To do –
Go through the following data and transcribe exactly the stretch of lines from the one holding "let cli = Cli::parse();" to the one holding "let state = AppState::new(scene, cli.texture);", both included.

Records from a collection:

Segment Open

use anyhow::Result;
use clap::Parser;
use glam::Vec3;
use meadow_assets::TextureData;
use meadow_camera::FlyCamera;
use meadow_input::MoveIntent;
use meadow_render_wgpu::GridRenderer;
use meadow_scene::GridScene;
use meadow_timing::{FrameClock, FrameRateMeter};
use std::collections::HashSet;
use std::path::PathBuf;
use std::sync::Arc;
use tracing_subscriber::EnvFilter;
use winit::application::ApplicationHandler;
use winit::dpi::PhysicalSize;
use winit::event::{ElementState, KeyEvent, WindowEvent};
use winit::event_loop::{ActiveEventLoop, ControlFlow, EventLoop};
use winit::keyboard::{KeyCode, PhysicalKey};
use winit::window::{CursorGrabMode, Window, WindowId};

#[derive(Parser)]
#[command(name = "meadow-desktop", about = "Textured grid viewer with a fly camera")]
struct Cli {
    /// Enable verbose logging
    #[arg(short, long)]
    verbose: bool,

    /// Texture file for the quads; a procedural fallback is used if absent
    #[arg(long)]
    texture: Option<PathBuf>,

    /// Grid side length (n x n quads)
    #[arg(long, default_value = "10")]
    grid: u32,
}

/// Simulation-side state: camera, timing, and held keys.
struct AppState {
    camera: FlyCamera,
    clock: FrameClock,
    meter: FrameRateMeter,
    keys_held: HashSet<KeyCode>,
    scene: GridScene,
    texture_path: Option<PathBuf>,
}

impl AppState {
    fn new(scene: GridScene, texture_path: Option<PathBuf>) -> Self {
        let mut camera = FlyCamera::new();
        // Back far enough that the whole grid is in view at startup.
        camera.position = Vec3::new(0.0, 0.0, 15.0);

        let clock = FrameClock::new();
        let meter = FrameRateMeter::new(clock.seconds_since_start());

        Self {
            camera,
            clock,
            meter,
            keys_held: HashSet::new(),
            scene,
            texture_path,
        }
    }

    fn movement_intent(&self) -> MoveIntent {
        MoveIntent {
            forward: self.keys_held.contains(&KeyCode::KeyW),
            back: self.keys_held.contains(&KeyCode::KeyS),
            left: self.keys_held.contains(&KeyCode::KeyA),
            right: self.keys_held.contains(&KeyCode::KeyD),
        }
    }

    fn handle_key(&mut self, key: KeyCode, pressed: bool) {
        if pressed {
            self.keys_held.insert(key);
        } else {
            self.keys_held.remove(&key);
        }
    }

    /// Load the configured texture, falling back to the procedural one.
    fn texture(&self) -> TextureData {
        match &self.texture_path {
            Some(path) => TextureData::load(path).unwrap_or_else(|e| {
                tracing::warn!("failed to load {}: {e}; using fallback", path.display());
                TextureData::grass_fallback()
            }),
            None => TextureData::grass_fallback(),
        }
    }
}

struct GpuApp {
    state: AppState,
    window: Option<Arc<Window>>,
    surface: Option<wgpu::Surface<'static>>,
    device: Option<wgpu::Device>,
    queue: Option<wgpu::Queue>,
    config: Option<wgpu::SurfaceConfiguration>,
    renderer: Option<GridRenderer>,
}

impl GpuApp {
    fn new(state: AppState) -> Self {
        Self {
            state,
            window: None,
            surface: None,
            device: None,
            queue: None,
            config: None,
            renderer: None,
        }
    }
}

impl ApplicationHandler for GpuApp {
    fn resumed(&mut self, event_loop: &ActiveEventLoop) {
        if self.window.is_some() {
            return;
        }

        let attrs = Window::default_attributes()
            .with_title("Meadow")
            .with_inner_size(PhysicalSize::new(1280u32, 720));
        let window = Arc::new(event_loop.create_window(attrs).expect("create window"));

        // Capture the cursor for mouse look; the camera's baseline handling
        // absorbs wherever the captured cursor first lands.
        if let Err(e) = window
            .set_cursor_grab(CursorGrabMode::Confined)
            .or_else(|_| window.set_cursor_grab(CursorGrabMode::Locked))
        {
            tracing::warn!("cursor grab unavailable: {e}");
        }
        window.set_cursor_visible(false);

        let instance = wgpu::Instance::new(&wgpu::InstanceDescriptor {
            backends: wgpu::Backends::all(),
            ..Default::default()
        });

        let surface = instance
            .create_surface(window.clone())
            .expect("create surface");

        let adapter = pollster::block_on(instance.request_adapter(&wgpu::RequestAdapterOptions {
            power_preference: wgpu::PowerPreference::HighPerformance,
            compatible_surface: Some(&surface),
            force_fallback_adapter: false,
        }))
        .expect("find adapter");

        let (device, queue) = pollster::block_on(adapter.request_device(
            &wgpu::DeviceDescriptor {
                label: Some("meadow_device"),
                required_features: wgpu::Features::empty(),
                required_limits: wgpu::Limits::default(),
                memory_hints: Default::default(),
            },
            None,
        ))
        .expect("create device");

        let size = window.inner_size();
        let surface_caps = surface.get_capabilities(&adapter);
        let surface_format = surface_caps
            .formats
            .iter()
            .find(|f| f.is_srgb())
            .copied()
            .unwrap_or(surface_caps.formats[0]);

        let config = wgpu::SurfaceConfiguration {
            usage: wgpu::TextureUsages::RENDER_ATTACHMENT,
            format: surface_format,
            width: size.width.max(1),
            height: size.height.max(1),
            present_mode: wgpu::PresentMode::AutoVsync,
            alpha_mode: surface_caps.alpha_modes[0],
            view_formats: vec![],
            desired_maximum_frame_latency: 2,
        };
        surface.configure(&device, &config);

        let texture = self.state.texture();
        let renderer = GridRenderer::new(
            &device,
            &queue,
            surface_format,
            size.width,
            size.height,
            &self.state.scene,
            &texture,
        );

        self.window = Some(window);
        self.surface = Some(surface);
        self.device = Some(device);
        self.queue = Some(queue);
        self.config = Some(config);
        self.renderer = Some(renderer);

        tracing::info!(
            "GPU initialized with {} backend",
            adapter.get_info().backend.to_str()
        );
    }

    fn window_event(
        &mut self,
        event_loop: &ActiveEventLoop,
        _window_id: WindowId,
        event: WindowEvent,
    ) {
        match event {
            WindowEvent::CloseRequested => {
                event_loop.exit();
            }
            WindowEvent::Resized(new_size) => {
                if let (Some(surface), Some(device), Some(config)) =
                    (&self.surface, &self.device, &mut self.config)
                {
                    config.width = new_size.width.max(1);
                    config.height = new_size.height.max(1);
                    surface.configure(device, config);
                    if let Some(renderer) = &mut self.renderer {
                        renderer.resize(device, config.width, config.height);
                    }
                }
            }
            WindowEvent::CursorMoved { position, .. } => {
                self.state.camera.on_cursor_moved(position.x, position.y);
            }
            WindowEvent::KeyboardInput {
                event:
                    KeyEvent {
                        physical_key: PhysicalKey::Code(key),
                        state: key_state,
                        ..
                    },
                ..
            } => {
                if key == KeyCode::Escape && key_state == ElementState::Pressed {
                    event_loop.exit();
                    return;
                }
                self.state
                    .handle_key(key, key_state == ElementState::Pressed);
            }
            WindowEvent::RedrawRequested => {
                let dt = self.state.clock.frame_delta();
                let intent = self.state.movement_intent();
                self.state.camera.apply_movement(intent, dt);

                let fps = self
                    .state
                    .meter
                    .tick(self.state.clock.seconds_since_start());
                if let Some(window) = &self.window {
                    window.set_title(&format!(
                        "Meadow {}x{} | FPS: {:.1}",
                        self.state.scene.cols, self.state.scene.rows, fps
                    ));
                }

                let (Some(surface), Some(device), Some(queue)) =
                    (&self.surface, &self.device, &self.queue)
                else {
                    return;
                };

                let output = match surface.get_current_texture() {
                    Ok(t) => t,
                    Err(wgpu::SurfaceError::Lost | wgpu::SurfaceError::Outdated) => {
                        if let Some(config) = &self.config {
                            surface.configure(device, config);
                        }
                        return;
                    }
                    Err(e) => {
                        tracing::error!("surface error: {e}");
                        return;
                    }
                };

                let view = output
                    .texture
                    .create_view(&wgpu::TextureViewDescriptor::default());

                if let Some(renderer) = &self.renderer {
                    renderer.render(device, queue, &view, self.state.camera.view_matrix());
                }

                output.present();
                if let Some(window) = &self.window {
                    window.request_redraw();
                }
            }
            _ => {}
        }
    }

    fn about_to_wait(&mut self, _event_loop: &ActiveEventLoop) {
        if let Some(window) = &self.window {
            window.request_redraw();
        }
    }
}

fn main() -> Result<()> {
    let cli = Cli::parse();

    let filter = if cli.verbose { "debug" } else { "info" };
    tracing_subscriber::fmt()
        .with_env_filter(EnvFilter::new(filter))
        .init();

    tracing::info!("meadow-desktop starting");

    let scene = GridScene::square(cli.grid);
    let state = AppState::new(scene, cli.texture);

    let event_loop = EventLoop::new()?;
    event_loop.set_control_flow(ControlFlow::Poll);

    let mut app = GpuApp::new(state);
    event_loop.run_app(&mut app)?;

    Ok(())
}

Segment Closed

Task result –
    let cli = Cli::parse();

    let filter = if cli.verbose { "debug" } else { "info" };
    tracing_subscriber::fmt()
        .with_env_filter(EnvFilter::new(filter))
        .init();

    tracing::info!("meadow-desktop starting");

    let scene = GridScene::square(cli.grid);
    let state = AppState::new(scene, cli.texture);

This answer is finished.